**Task item**
Go through the entries below, tally each line that has the word "names", and give only the total.

**Provided information**

════════════════

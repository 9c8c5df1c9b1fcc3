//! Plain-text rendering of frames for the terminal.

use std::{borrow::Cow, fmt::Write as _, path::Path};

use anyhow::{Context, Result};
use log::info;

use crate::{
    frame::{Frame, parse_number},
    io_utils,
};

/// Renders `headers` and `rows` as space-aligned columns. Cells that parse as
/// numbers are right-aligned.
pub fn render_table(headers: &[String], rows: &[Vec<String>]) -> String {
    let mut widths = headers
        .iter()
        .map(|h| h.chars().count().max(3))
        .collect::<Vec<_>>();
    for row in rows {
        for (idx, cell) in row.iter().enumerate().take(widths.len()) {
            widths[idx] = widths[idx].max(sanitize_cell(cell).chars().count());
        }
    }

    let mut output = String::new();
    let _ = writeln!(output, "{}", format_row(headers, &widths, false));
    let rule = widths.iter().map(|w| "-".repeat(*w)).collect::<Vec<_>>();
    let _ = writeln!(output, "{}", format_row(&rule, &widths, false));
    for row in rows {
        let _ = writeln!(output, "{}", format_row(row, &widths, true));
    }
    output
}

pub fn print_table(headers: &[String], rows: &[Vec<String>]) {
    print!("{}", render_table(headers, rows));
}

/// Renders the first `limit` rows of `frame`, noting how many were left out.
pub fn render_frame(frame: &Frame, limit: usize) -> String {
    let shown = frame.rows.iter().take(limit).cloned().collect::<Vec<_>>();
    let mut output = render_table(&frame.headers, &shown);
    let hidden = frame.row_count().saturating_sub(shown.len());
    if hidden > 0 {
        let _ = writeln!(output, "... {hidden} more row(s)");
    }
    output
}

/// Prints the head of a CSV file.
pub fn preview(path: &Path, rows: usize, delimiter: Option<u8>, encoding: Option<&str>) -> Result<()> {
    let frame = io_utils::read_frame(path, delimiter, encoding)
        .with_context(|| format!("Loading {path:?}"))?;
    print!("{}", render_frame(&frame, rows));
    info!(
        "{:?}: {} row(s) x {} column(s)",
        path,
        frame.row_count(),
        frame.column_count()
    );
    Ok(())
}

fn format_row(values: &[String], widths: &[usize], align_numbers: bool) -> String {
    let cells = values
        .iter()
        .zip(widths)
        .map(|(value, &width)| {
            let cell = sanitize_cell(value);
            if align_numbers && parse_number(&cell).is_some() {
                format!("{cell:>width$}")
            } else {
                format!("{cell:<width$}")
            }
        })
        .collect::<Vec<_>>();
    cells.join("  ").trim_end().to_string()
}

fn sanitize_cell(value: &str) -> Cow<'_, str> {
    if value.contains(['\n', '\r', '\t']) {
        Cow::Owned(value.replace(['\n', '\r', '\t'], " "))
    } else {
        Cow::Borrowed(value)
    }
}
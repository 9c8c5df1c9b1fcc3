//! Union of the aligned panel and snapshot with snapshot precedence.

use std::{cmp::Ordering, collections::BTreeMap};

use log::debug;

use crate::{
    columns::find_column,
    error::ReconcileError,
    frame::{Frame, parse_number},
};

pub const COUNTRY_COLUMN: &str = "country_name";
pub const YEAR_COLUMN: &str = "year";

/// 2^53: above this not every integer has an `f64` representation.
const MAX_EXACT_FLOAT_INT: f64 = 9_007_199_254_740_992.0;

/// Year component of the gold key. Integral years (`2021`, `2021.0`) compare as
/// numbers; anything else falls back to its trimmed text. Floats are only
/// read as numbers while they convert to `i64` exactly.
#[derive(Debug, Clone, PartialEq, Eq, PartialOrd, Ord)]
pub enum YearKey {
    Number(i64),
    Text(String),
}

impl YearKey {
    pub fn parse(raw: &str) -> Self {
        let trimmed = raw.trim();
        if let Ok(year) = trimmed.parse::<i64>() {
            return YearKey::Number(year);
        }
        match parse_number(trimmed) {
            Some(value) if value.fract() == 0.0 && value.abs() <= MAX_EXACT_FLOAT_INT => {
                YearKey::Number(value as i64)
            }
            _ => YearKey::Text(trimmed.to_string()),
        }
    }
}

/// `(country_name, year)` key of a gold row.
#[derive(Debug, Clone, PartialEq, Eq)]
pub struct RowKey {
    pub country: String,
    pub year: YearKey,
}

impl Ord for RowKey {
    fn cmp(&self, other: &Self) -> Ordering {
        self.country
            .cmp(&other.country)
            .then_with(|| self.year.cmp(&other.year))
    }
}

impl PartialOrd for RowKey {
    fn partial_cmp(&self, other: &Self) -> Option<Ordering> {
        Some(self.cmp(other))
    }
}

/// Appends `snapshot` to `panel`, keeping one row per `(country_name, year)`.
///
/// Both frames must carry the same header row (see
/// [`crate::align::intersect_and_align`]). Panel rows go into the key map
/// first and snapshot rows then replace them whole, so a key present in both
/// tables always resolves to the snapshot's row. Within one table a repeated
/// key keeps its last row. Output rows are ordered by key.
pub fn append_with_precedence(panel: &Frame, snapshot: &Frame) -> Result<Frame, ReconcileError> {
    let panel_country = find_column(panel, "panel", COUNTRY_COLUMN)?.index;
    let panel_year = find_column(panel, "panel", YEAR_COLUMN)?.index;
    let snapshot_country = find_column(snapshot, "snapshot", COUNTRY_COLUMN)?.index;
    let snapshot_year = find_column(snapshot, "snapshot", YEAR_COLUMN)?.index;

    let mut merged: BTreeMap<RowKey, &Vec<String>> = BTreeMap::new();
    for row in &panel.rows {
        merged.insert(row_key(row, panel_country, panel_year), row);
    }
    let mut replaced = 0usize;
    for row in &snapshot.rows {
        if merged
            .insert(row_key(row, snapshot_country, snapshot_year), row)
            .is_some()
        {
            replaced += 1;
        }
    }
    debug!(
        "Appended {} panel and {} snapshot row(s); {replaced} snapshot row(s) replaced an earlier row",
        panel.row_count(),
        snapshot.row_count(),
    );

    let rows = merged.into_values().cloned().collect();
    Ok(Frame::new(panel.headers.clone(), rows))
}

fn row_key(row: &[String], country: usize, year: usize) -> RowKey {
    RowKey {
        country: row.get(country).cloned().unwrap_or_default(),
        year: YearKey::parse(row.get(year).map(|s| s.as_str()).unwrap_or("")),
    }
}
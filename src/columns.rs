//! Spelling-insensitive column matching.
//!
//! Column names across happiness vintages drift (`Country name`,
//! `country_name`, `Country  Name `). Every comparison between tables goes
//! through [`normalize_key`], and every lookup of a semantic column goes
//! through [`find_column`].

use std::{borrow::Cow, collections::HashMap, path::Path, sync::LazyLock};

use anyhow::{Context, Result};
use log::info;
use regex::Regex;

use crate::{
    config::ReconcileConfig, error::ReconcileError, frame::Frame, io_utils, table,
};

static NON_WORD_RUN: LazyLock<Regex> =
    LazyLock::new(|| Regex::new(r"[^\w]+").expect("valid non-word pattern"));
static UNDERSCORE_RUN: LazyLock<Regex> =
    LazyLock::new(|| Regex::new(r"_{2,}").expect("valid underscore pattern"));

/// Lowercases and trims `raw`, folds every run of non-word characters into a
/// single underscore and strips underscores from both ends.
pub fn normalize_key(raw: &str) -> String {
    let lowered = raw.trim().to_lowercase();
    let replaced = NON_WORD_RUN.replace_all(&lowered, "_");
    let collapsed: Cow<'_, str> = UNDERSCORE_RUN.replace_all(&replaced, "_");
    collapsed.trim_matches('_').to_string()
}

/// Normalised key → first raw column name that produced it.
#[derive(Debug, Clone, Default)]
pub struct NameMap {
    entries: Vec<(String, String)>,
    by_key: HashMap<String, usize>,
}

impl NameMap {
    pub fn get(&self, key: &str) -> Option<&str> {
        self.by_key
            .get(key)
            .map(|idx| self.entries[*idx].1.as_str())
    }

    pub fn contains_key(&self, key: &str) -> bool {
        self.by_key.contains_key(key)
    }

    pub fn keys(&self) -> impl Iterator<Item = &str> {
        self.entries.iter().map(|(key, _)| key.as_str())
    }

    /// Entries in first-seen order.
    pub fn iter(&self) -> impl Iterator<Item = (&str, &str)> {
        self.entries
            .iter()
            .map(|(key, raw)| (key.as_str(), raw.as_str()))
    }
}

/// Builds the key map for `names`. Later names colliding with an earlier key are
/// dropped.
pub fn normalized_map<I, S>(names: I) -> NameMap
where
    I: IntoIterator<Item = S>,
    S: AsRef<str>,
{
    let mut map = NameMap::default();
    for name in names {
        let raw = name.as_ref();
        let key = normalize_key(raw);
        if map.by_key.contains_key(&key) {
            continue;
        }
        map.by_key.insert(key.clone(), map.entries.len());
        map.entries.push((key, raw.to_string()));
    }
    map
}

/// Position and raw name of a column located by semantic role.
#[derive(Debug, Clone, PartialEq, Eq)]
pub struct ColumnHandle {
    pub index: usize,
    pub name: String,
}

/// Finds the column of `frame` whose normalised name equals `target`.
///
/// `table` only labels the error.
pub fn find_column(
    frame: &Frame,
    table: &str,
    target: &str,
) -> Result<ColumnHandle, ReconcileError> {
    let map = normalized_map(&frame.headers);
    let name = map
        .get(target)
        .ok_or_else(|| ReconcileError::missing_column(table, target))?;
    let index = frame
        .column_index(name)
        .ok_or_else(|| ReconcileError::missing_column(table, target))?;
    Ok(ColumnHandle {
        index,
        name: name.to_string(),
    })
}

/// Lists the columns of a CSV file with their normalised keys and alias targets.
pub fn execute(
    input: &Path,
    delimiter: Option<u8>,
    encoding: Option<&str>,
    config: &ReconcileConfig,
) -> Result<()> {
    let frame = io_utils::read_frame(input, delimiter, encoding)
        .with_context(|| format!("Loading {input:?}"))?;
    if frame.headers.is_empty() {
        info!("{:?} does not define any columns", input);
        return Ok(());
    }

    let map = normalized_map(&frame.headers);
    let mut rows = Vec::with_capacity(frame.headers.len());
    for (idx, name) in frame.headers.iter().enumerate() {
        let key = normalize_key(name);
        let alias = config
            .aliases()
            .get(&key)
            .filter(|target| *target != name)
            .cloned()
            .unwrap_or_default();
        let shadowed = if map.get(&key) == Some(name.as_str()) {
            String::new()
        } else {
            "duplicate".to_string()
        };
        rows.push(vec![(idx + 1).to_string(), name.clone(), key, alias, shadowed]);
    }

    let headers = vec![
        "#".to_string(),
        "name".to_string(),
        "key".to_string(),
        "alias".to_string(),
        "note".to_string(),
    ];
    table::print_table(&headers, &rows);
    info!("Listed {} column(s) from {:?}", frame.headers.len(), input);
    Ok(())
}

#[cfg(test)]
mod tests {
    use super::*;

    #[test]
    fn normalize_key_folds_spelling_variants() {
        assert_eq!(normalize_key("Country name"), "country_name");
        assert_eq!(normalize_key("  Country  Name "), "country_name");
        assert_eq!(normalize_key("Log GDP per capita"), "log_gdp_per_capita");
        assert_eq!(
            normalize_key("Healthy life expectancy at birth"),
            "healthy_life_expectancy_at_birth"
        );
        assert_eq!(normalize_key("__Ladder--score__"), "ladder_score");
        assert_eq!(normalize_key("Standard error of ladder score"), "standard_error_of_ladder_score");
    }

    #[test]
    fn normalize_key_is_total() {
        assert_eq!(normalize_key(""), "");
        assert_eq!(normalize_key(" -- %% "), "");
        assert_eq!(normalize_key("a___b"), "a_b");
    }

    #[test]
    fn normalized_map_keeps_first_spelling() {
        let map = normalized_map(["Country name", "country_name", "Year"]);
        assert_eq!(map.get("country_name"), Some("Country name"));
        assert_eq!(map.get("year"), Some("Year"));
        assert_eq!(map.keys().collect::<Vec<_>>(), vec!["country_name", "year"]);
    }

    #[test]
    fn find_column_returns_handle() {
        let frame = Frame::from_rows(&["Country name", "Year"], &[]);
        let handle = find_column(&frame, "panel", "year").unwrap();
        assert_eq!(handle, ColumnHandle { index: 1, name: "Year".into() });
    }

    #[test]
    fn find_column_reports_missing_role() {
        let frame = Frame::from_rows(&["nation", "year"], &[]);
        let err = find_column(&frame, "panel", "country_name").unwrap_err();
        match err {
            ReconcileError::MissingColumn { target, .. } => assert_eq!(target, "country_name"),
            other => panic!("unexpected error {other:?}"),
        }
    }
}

════════════════

**Result of this exercise**
4